Excerpted data below:
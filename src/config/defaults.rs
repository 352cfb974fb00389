//! Default value functions for configuration.
//!
//! Separated into its own module for clarity and reuse.

use std::net::SocketAddr;

/// Returns `true` (for serde defaults).
pub fn default_true() -> bool {
    true
}

// =============================================================================
// Server Defaults
// =============================================================================

pub fn default_welcome() -> String {
    "Welcome to the chat server".to_string()
}

pub fn default_max_line_len() -> usize {
    chat_proto::DEFAULT_MAX_LINE_LEN
}

pub fn default_send_queue_len() -> usize {
    1024
}

// =============================================================================
// Listen Defaults
// =============================================================================

pub fn default_listen_address() -> SocketAddr {
    SocketAddr::from(([0, 0, 0, 0], 1337))
}

// =============================================================================
// Fault Simulation Defaults
// =============================================================================

pub fn default_connection_loss_min_secs() -> u64 {
    10
}

pub fn default_connection_loss_max_secs() -> u64 {
    20
}
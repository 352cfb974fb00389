//! Integration test common infrastructure.
//!
//! Provides utilities for spawning the chatd binary and talking to it over
//! real TCP connections.

pub mod client;
pub mod server;

#[allow(unused_imports)]
pub use client::TestClient;
#[allow(unused_imports)]
pub use server::{TestServer, TestServerOptions};
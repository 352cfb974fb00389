//! chatd - line-oriented multi-client chat server.
//!
//! Clients log in with a unique username, broadcast or whisper to each other
//! and gather in ad hoc groups. Outgoing traffic can be degraded on purpose
//! (dropped lines, corrupted lines, forced disconnects) to exercise clients.

mod config;
mod error;
mod handlers;
mod http;
mod metrics;
mod network;
mod state;

use crate::config::Config;
use crate::network::Gateway;
use crate::state::Matrix;
use anyhow::Context as _;
use std::sync::Arc;
use tracing::{error, info};
use tracing_subscriber::EnvFilter;

#[tokio::main]
async fn main() -> anyhow::Result<()> {
    let config_path = std::env::args()
        .nth(1)
        .unwrap_or_else(|| "config.toml".to_string());

    let config = Config::load(&config_path)
        .with_context(|| format!("failed to load config from {config_path}"))?;

    init_tracing(&config);

    if let Err(errors) = config::validate(&config) {
        for e in &errors {
            error!(path = %config_path, error = %e, "Invalid configuration");
        }
        anyhow::bail!("{} configuration error(s) in {config_path}", errors.len());
    }

    info!(
        address = %config.listen.address,
        connection_loss = config.faults.connection_loss,
        dropped_packets = config.faults.dropped_packets,
        corrupted_packets = config.faults.corrupted_packets,
        unique_group_names = config.groups.unique_names,
        "Starting chatd"
    );

    metrics::init();
    if let Some(port) = config.server.metrics_port {
        tokio::spawn(http::run_http_server(port));
    }

    let matrix = Arc::new(Matrix::new(&config));
    let gateway = Gateway::bind(config.listen.address, Arc::clone(&matrix)).await?;

    tokio::select! {
        result = gateway.run() => result,
        _ = tokio::signal::ctrl_c() => {
            info!(users = matrix.registry.len(), "Shutting down");
            Ok(())
        }
    }
}

fn init_tracing(config: &Config) {
    let filter = EnvFilter::try_from_default_env().unwrap_or_else(|_| EnvFilter::new("info"));
    let builder = tracing_subscriber::fmt()
        .with_env_filter(filter)
        .with_target(true);

    if config.log.json {
        builder.json().init();
    } else {
        builder.with_ansi(config.log.ansi).init();
    }
}
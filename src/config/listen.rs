//! Network listener configuration.

use super::defaults::default_listen_address;
use serde::Deserialize;
use std::net::SocketAddr;

/// Network listener configuration.
#[derive(Debug, Clone, Deserialize)]
pub struct ListenConfig {
    /// Address to bind to (e.g., "0.0.0.0:1337").
    #[serde(default = "default_listen_address")]
    pub address: SocketAddr,
}

impl Default for ListenConfig {
    fn default() -> Self {
        Self {
            address: default_listen_address(),
        }
    }
}
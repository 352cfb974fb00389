//! HTTP server for the Prometheus metrics endpoint.

use axum::{Router, routing::get};
use std::net::SocketAddr;

async fn metrics_handler() -> String {
    crate::metrics::gather_metrics()
}

fn router() -> Router {
    Router::new().route("/metrics", get(metrics_handler))
}

/// Serve `GET /metrics` on `0.0.0.0:port` until the process exits.
///
/// Bind failures are logged; the chat listener keeps running without metrics.
pub async fn run_http_server(port: u16) {
    let addr = SocketAddr::from(([0, 0, 0, 0], port));

    let listener = match tokio::net::TcpListener::bind(&addr).await {
        Ok(listener) => listener,
        Err(e) => {
            tracing::error!(%addr, error = %e, "Failed to bind metrics endpoint");
            return;
        }
    };
    tracing::info!(%addr, "Prometheus metrics endpoint listening");

    if let Err(e) = axum::serve(listener, router()).await {
        tracing::error!(error = %e, "Metrics endpoint error");
    }
}
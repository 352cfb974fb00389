//! Fault simulation against a live server.

mod common;

use common::{TestServer, TestServerOptions};
use std::time::{Duration, Instant};

#[tokio::test]
async fn test_forced_disconnect_within_window() -> anyhow::Result<()> {
    let server = TestServer::spawn_with(TestServerOptions {
        connection_loss: true,
        connection_loss_window: Some((1, 2)),
        ..Default::default()
    })
    .await?;

    let started = Instant::now();
    let mut client = server.login("doomed").await?;
    client.expect_closed(Duration::from_secs(5)).await?;
    assert!(started.elapsed() < Duration::from_secs(4));

    // the name is free again
    let mut next = server.connect().await?;
    next.login("doomed").await?;
    Ok(())
}

#[tokio::test]
async fn test_dropped_packets_lose_some_lines() -> anyhow::Result<()> {
    let server = TestServer::spawn_with(TestServerOptions {
        dropped_packets: true,
        ..Default::default()
    })
    .await?;

    // login replies may be dropped too, so log in without waiting on them
    let mut sender = server.connect().await?;
    sender.send_raw("HELO sender").await?;
    let mut receiver = server.connect().await?;
    receiver.send_raw("HELO receiver").await?;
    tokio::time::sleep(Duration::from_millis(200)).await;

    for i in 0..300 {
        sender.send_raw(&format!("BCST {i}")).await?;
    }

    let mut received = 0;
    while let Ok(Some(line)) = receiver.try_recv_timeout(Duration::from_millis(500)).await {
        if line.starts_with("BCST [sender]") {
            received += 1;
        }
    }
    assert!(received > 150, "received {received}");
    assert!(received < 300, "received {received}");
    Ok(())
}

#[tokio::test]
async fn test_corrupted_packets_only_overwrite_characters() -> anyhow::Result<()> {
    let server = TestServer::spawn_with(TestServerOptions {
        corrupted_packets: true,
        ..Default::default()
    })
    .await?;

    let mut sender = server.connect().await?;
    sender.send_raw("HELO sender").await?;
    let mut receiver = server.connect().await?;
    receiver.send_raw("HELO receiver").await?;
    tokio::time::sleep(Duration::from_millis(200)).await;
    // skip the (possibly corrupted) login reply
    receiver.recv().await?;

    let expected = "BCST [sender] abcdefghijklmnopqrstuvwxyz";
    for _ in 0..200 {
        sender.send_raw("BCST abcdefghijklmnopqrstuvwxyz").await?;
    }

    let mut corrupted = 0;
    for _ in 0..200 {
        let line = receiver.recv().await?;
        assert_eq!(line.len(), expected.len());
        if line != expected {
            corrupted += 1;
            assert!(line.chars().zip(expected.chars()).all(|(a, b)| a == b || a == 'X'));
        }
    }
    assert!(corrupted > 0);
    assert!(corrupted < 200);
    Ok(())
}
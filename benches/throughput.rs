use bytes::BytesMut;
use chat_proto::{Command, LineCodec};
use criterion::{black_box, criterion_group, criterion_main, Criterion, Throughput};
use tokio_util::codec::{Decoder, Encoder};

// Framing cost of the session hot path: decode a burst of inbound lines,
// parse each, encode the same number of outbound lines.

const BURST: usize = 256;

fn inbound_burst() -> Vec<u8> {
    (0..BURST)
        .map(|i| format!("BCST message number {i} for everyone\r\n"))
        .collect::<String>()
        .into_bytes()
}

fn decode_benchmark(c: &mut Criterion) {
    let mut group = c.benchmark_group("framing");
    let raw = inbound_burst();
    group.throughput(Throughput::Bytes(raw.len() as u64));

    group.bench_function("decode_and_parse_burst", |b| {
        b.iter(|| {
            let mut codec = LineCodec::new();
            let mut buf = BytesMut::from(&raw[..]);
            let mut n = 0;
            while let Ok(Some(line)) = codec.decode(&mut buf) {
                black_box(Command::parse(&line));
                n += 1;
            }
            assert_eq!(n, BURST);
        })
    });

    group.finish();
}

fn encode_benchmark(c: &mut Criterion) {
    let mut group = c.benchmark_group("framing");
    group.throughput(Throughput::Elements(BURST as u64));

    group.bench_function("encode_burst", |b| {
        b.iter(|| {
            let mut codec = LineCodec::new();
            let mut buf = BytesMut::with_capacity(BURST * 48);
            for i in 0..BURST {
                codec
                    .encode(format!("BCST [alice] message number {i}"), &mut buf)
                    .unwrap();
            }
            black_box(buf.len())
        })
    });

    group.finish();
}

criterion_group!(benches, decode_benchmark, encode_benchmark);
criterion_main!(benches);
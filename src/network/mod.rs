//! Network module.
//!
//! Contains the Gateway (TCP listener), the per-connection Session and the
//! fault injector applied to outgoing traffic.

pub mod fault;
mod gateway;
mod session;

pub use fault::FaultInjector;
pub use gateway::Gateway;
pub use session::Session;
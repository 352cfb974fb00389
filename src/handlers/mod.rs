//! Chat command handlers.
//!
//! [`dispatch`] routes one parsed [`Command`] to its handler and turns the
//! result into the lines owed to the caller. Handlers never touch the socket:
//! replies for the caller are returned, lines for other sessions are queued on
//! their handles.

mod chat;
mod group;
mod login;

use crate::error::HandlerError;
use crate::metrics;
use crate::state::{Matrix, Phase, SessionHandle};
use chat_proto::{Command, Reply};
use std::sync::Arc;
use tracing::debug;

pub type HandlerResult = Result<Reply, HandlerError>;

/// Handler context passed to each command handler.
pub struct Context<'a> {
    /// Shared server state.
    pub matrix: &'a Matrix,
    /// The calling session.
    pub handle: &'a Arc<SessionHandle>,
}

impl<'a> Context<'a> {
    pub fn new(matrix: &'a Matrix, handle: &'a Arc<SessionHandle>) -> Self {
        Self { matrix, handle }
    }

    /// The caller's username. Only valid past the login check in [`dispatch`].
    fn username(&self) -> &str {
        self.handle.username().unwrap_or_default()
    }
}

/// What the session loop must do after a command.
#[derive(Debug, Default, PartialEq, Eq)]
pub struct Outcome {
    /// Lines for the caller, in order.
    pub replies: Vec<Reply>,
    /// Finish the session once the replies are queued.
    pub finish: bool,
}

impl Outcome {
    fn reply(reply: Reply) -> Self {
        Self {
            replies: vec![reply],
            finish: false,
        }
    }

    fn finish_after(reply: Reply) -> Self {
        Self {
            replies: vec![reply],
            finish: true,
        }
    }
}

/// Run one command for the session in `ctx`.
pub fn dispatch(ctx: &Context<'_>, command: Command) -> Outcome {
    let name = command.name();
    metrics::record_command(name);

    if command == Command::Quit {
        return Outcome::finish_after(Reply::ok_with("Goodbye"));
    }

    let result = if !command.allowed_before_login() && ctx.handle.phase() != Phase::Connected {
        Err(HandlerError::NotLoggedIn)
    } else {
        route(ctx, command)
    };

    match result {
        Ok(reply) => Outcome::reply(reply),
        Err(err) => {
            metrics::record_command_error(name, err.error_code());
            debug!(
                session = %ctx.handle.id(),
                command = name,
                error = %err,
                "Command rejected"
            );
            let reply = err.to_reply();
            if err.is_fatal() {
                Outcome::finish_after(reply)
            } else {
                Outcome::reply(reply)
            }
        }
    }
}

fn route(ctx: &Context<'_>, command: Command) -> HandlerResult {
    match command {
        Command::Helo(name) => login::helo(ctx, &name),
        Command::Bcst(text) => chat::broadcast(ctx, &text),
        Command::Private(payload) => chat::private(ctx, &payload),
        Command::AllClients => chat::all_clients(ctx),
        Command::NewGroup(name) => group::new_group(ctx, &name),
        Command::AllGroups => group::all_groups(ctx),
        Command::JoinGroup(name) => group::join_group(ctx, &name),
        Command::QuitGroup(name) => group::quit_group(ctx, &name),
        Command::KickUser(payload) => group::kick_user(ctx, &payload),
        Command::Unknown(keyword) => Err(HandlerError::UnknownCommand(keyword)),
        // answered in dispatch
        Command::Quit => Ok(Reply::ok_with("Goodbye")),
    }
}
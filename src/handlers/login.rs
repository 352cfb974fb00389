//! HELO.

use super::{Context, HandlerResult};
use crate::error::HandlerError;
use crate::metrics;
use chat_proto::{Reply, UsernameExt};
use tracing::{debug, info};

pub(super) fn helo(ctx: &Context<'_>, name: &str) -> HandlerResult {
    if ctx.handle.username().is_some() {
        return Err(HandlerError::AlreadyLoggedIn);
    }
    if !name.is_valid_username() {
        return Err(HandlerError::InvalidUsername(name.to_string()));
    }

    match ctx.matrix.registry.try_register(name, ctx.handle) {
        Ok(()) => {
            metrics::set_logged_in(ctx.matrix.registry.len());
            info!(session = %ctx.handle.id(), user = name, peer = %ctx.handle.peer(), "User logged in");
            Ok(Reply::ok_with(name))
        }
        Err(err) => {
            debug!(session = %ctx.handle.id(), user = name, error = %err, "Login refused");
            Err(HandlerError::AlreadyLoggedIn)
        }
    }
}
//! Error handling for command dispatch.
//!
//! Every rejected command maps to exactly one `-ERR` line and one metric
//! label. Only [`HandlerError::InvalidUsername`] ends the session.

use chat_proto::Reply;
use thiserror::Error;

/// Errors that can occur during command handling.
#[derive(Debug, Clone, PartialEq, Eq, Error)]
pub enum HandlerError {
    #[error("invalid username: {0}")]
    InvalidUsername(String),

    #[error("already logged in")]
    AlreadyLoggedIn,

    #[error("not logged in")]
    NotLoggedIn,

    #[error("unknown command: {0}")]
    UnknownCommand(String),

    #[error("private message undeliverable")]
    PrivateFailed,

    /// JOINGROUP found no group with that name.
    #[error("no such group: {0}")]
    GroupNotFound(String),

    /// QUITGROUP found no group with that exact name.
    #[error("no group named exactly {0}")]
    NoSuchGroup(String),

    #[error("group exists: {0}")]
    GroupExists(String),

    #[error("group name missing")]
    GroupNameMissing,

    #[error("not in group: {0}")]
    NotInGroup(String),

    #[error("kick failed")]
    KickFailed,
}

impl HandlerError {
    /// Get a static error code string for metrics labeling.
    #[inline]
    pub fn error_code(&self) -> &'static str {
        match self {
            Self::InvalidUsername(_) => "invalid_username",
            Self::AlreadyLoggedIn => "already_logged_in",
            Self::NotLoggedIn => "not_logged_in",
            Self::UnknownCommand(_) => "unknown_command",
            Self::PrivateFailed => "private_failed",
            Self::GroupNotFound(_) => "group_not_found",
            Self::NoSuchGroup(_) => "no_such_group",
            Self::GroupExists(_) => "group_exists",
            Self::GroupNameMissing => "group_name_missing",
            Self::NotInGroup(_) => "not_in_group",
            Self::KickFailed => "kick_failed",
        }
    }

    /// Whether the session must finish after the reply is sent.
    pub fn is_fatal(&self) -> bool {
        matches!(self, Self::InvalidUsername(_))
    }

    /// The `-ERR` line sent to the client.
    pub fn to_reply(&self) -> Reply {
        match self {
            Self::InvalidUsername(_) => Reply::err(
                "username has an invalid format (only characters, numbers and underscores are allowed)",
            ),
            Self::AlreadyLoggedIn => Reply::err("user already logged in"),
            Self::NotLoggedIn => Reply::err("Please log in first"),
            // sic: clients match on this spelling
            Self::UnknownCommand(_) => Reply::err("Unkown command"),
            Self::PrivateFailed => Reply::err("Private message sending has failed."),
            Self::GroupNotFound(_) => Reply::err("Group name not found"),
            Self::NoSuchGroup(_) => Reply::err("Group name does not exist."),
            Self::GroupExists(_) => Reply::err("Group name already exists."),
            Self::GroupNameMissing => Reply::err("Group name is missing."),
            Self::NotInGroup(name) => {
                Reply::err(format!("You are not a participant in this group: {name}"))
            }
            Self::KickFailed => Reply::err("Failed to kick the selected user"),
        }
    }
}
//! Line-based codec for tokio.
//!
//! This module provides a codec that reads/writes newline-terminated lines.
//! Inbound lines may end in `\n` or `\r\n`; outbound lines always end in a
//! single `\n`.

use bytes::{BufMut, BytesMut};
use tokio_util::codec::{Decoder, Encoder};

use crate::error;

/// Default maximum inbound line length in bytes, terminator included.
pub const DEFAULT_MAX_LINE_LEN: usize = 4096;

/// Line-based codec that handles newline-terminated messages.
pub struct LineCodec {
    /// Index of next byte to check for newline
    next_index: usize,
    /// Maximum line length
    max_len: usize,
}

impl LineCodec {
    /// Create a new codec with the default line limit.
    pub fn new() -> Self {
        Self::with_max_len(DEFAULT_MAX_LINE_LEN)
    }

    /// Create a new codec with custom max line length.
    pub fn with_max_len(max_len: usize) -> Self {
        Self {
            next_index: 0,
            max_len,
        }
    }

    /// The configured line limit.
    pub fn max_len(&self) -> usize {
        self.max_len
    }

    fn decode_line(line: &[u8]) -> error::Result<String> {
        let trimmed = match line {
            [rest @ .., b'\r', b'\n'] | [rest @ .., b'\n'] => rest,
            other => other,
        };

        String::from_utf8(trimmed.to_vec()).map_err(|e| error::ProtocolError::InvalidUtf8 {
            byte_pos: e.utf8_error().valid_up_to(),
            details: e.utf8_error().to_string(),
            command_hint: error::extract_command_hint(trimmed),
        })
    }
}

impl Default for LineCodec {
    fn default() -> Self {
        Self::new()
    }
}

impl Decoder for LineCodec {
    type Item = String;
    type Error = error::ProtocolError;

    fn decode(&mut self, src: &mut BytesMut) -> error::Result<Option<String>> {
        // Look for newline starting from where we left off
        if let Some(offset) = src[self.next_index..].iter().position(|b| *b == b'\n') {
            let line = src.split_to(self.next_index + offset + 1);
            self.next_index = 0;

            if line.len() > self.max_len {
                return Err(error::ProtocolError::MessageTooLong {
                    actual: line.len(),
                    limit: self.max_len,
                });
            }

            Self::decode_line(&line).map(Some)
        } else {
            // No complete line yet - remember where we stopped
            self.next_index = src.len();

            if src.len() > self.max_len {
                return Err(error::ProtocolError::MessageTooLong {
                    actual: src.len(),
                    limit: self.max_len,
                });
            }

            Ok(None)
        }
    }

    fn decode_eof(&mut self, src: &mut BytesMut) -> error::Result<Option<String>> {
        if let Some(line) = self.decode(src)? {
            return Ok(Some(line));
        }
        // A final unterminated line still counts as a line.
        if src.is_empty() {
            return Ok(None);
        }
        let rest = src.split();
        self.next_index = 0;
        Self::decode_line(&rest).map(Some)
    }
}

impl Encoder<String> for LineCodec {
    type Error = error::ProtocolError;

    fn encode(&mut self, msg: String, dst: &mut BytesMut) -> error::Result<()> {
        dst.reserve(msg.len() + 1);
        dst.extend_from_slice(msg.as_bytes());
        dst.put_u8(b'\n');
        Ok(())
    }
}
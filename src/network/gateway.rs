//! Gateway - TCP listener that accepts incoming connections.
//!
//! The Gateway binds the listening socket and spawns one [`Session`] task per
//! accepted client. A failing session or a failed `accept()` never stops it.

use crate::network::Session;
use crate::state::Matrix;
use std::net::SocketAddr;
use std::sync::Arc;
use tokio::net::TcpListener;
use tracing::{debug, error, info, instrument};

/// The Gateway accepts incoming TCP connections and spawns sessions.
pub struct Gateway {
    listener: TcpListener,
    matrix: Arc<Matrix>,
}

impl Gateway {
    /// Bind the gateway to `addr`.
    pub async fn bind(addr: SocketAddr, matrix: Arc<Matrix>) -> anyhow::Result<Self> {
        let listener = TcpListener::bind(addr).await?;
        info!(address = %listener.local_addr()?, "Listener bound");
        Ok(Self { listener, matrix })
    }

    /// The bound address (useful when binding port 0).
    pub fn local_addr(&self) -> anyhow::Result<SocketAddr> {
        Ok(self.listener.local_addr()?)
    }

    /// Run the gateway, accepting connections forever.
    #[instrument(skip(self), name = "gateway")]
    pub async fn run(self) -> anyhow::Result<()> {
        loop {
            match self.listener.accept().await {
                Ok((stream, addr)) => {
                    if let Err(e) = stream.set_nodelay(true) {
                        debug!(%addr, error = %e, "Failed to set TCP_NODELAY");
                    }
                    info!(%addr, "Connection accepted");

                    let matrix = Arc::clone(&self.matrix);
                    tokio::spawn(async move {
                        if let Err(e) = Session::new(stream, addr, matrix).run().await {
                            error!(%addr, error = %e, "Session error");
                        }
                        info!(%addr, "Connection closed");
                    });
                }
                Err(e) => {
                    error!(error = %e, "Failed to accept connection");
                }
            }
        }
    }
}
End of Excerpted data.
■ What you need to do
Each line holding the word "builder" must be copied from the data.

■ Answer section
    let builder = tracing_subscriber::fmt()
        builder.json().init();
        builder.with_ansi(config.log.ansi).init();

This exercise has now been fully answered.